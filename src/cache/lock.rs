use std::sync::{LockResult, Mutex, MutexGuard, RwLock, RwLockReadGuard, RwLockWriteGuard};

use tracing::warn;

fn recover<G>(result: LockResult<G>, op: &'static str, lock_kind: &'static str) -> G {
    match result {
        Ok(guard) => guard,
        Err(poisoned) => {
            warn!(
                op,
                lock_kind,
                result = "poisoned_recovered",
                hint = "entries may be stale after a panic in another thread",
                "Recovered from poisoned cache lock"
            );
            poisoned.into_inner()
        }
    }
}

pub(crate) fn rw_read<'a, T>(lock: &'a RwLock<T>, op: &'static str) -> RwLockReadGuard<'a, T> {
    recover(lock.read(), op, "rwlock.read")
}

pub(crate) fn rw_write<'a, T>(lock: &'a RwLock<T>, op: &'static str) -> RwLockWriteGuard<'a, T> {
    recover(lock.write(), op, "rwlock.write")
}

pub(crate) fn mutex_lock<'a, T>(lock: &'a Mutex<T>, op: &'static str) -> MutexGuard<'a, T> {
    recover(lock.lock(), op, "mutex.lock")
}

☆ ☆ ☆

WORK TASK
How many lines of the material contain the string "RwLockWriteGuard"? Answer with that number alone.

SOLVED EXERCISE
2